[Records contained in a dataset]
====

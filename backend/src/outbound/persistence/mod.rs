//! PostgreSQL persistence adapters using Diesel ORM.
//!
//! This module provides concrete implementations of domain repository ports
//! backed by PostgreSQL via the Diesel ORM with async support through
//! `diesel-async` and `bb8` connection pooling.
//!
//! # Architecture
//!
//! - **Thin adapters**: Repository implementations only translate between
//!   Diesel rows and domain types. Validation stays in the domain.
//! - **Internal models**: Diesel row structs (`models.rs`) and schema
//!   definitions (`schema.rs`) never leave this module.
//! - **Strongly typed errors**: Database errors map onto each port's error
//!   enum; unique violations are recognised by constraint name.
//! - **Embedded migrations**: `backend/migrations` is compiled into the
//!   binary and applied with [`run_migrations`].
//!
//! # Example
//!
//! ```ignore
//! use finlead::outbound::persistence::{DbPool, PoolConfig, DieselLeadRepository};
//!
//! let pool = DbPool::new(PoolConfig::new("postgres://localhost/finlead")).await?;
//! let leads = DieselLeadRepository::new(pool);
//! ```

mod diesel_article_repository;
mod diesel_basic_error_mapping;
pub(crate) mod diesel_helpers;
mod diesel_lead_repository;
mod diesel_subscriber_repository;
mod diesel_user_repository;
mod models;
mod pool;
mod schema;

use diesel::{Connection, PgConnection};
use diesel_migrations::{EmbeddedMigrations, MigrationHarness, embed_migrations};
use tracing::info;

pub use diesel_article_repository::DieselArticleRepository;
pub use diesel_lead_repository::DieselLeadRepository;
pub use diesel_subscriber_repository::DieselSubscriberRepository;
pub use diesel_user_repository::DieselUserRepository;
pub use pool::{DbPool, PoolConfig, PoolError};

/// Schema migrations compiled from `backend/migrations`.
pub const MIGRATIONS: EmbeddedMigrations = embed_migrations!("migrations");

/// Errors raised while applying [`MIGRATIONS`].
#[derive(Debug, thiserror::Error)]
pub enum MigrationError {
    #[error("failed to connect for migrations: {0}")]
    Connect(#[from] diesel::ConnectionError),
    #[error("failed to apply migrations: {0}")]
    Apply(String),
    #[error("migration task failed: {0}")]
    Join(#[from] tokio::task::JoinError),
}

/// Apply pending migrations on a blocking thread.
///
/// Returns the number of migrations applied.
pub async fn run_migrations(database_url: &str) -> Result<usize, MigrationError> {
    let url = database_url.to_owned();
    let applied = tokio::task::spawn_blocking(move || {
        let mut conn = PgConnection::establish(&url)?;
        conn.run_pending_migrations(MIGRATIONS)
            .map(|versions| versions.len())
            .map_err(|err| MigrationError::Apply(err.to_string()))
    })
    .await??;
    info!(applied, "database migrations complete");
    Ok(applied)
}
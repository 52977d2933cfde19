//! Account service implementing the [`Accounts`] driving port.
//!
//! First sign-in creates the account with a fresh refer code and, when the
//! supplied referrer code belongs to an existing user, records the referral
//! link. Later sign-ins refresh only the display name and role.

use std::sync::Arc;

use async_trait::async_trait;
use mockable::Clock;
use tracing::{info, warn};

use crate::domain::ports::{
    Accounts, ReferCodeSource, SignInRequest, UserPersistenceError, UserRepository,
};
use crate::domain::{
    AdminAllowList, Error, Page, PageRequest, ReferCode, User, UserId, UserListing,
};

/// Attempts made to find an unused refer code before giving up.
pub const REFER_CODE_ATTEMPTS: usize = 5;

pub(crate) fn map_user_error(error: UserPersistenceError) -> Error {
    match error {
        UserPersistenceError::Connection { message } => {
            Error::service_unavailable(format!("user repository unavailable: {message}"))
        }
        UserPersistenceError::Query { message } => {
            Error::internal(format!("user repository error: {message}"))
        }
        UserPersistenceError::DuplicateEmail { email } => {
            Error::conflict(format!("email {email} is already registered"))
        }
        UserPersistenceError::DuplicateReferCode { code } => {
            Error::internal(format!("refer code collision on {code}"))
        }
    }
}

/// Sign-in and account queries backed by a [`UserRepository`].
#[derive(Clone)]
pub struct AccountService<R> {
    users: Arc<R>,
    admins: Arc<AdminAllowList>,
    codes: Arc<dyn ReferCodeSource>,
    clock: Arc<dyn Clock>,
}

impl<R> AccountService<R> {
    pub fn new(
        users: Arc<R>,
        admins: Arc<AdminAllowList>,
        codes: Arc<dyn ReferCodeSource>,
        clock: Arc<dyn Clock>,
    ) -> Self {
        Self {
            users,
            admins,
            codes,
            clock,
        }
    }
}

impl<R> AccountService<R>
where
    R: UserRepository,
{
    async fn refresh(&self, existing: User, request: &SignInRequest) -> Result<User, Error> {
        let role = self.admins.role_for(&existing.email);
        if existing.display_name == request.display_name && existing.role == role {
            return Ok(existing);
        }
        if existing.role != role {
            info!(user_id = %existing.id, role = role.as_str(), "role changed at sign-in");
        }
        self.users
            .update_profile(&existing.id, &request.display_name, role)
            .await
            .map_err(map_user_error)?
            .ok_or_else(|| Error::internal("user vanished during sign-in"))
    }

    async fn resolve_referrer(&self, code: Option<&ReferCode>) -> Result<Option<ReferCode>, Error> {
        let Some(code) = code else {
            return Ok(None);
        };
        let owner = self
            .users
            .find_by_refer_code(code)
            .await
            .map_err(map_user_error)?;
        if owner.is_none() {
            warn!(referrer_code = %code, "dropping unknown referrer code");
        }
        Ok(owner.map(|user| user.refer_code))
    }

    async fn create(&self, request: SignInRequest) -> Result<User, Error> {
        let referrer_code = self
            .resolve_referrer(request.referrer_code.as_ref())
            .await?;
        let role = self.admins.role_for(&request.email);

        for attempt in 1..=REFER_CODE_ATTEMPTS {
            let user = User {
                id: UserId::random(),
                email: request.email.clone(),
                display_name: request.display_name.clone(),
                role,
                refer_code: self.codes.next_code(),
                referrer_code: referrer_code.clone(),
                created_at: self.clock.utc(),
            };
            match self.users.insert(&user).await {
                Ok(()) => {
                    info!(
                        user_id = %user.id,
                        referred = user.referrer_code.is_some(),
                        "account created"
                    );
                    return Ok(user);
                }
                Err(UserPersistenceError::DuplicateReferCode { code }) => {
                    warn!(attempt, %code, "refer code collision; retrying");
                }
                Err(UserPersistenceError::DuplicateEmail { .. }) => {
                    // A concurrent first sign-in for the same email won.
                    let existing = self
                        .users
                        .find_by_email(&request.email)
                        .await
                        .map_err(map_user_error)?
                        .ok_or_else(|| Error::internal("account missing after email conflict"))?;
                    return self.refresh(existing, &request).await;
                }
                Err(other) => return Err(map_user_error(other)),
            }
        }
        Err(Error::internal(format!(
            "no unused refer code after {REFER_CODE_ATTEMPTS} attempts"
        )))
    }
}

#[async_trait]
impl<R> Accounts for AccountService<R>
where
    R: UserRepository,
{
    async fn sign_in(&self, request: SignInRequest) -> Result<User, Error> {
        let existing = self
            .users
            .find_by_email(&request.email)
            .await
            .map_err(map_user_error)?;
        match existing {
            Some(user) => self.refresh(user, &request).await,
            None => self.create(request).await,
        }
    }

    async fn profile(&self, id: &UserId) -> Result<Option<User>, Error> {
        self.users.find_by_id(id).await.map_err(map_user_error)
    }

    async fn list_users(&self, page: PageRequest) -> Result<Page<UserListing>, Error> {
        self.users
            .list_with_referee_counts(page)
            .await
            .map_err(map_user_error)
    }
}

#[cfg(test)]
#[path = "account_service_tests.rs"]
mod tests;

====

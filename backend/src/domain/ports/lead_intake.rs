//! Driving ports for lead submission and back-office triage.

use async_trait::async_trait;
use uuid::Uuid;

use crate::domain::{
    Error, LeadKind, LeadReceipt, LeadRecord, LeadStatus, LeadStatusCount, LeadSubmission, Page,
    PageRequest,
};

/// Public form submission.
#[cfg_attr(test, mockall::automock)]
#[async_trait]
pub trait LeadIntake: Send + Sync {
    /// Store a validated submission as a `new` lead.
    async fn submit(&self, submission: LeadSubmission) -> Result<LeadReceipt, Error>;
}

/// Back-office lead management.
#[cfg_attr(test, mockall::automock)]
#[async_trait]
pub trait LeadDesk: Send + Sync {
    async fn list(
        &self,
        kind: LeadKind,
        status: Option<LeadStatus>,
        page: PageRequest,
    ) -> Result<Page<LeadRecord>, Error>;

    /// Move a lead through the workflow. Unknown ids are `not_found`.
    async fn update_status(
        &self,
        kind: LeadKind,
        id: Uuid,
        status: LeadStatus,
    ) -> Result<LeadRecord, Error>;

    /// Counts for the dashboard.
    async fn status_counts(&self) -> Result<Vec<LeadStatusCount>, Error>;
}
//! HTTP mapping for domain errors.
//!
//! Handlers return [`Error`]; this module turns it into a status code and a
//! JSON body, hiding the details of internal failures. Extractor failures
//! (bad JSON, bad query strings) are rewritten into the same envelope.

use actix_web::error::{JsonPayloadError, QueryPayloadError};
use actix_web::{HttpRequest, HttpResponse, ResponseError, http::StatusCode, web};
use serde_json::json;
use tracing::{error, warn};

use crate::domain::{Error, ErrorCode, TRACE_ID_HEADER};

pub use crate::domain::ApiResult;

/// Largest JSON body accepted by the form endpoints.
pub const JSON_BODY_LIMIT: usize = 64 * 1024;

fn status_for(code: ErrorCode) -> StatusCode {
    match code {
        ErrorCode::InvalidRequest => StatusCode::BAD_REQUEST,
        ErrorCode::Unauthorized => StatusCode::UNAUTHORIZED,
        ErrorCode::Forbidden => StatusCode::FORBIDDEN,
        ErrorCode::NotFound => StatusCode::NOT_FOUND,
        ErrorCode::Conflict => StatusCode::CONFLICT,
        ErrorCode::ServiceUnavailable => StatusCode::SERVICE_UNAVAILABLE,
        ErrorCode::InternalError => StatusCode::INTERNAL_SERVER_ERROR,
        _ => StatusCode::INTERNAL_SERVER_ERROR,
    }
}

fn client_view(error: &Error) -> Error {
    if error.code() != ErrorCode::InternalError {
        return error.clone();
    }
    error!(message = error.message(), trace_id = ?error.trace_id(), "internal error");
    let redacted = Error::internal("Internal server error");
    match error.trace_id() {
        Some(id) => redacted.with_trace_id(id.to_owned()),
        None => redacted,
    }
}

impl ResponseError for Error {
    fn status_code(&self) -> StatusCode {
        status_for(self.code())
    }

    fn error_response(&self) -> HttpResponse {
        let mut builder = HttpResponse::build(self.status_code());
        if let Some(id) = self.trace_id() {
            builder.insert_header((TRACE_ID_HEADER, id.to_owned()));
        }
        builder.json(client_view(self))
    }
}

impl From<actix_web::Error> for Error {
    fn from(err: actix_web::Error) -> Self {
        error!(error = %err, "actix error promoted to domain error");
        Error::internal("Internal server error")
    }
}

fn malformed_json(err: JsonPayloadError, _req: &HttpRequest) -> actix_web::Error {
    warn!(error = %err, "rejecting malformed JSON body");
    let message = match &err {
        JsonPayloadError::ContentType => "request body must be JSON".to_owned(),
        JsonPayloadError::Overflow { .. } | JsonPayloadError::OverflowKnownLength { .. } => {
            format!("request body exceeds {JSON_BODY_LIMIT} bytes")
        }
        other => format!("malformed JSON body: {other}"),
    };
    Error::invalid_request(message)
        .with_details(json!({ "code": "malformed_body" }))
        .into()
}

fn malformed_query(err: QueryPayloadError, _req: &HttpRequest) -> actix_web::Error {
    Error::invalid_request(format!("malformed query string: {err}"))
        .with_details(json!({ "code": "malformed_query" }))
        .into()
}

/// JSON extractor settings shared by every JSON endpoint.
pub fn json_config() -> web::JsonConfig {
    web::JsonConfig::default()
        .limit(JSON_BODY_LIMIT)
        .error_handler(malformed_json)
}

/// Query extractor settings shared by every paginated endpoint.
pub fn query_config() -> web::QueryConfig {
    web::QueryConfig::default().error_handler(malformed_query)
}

====

- [Work instructions]: What is the count of lines in the data above containing the string "UserPersistenceError"? Write the number and nothing else.

- [Solution]: 8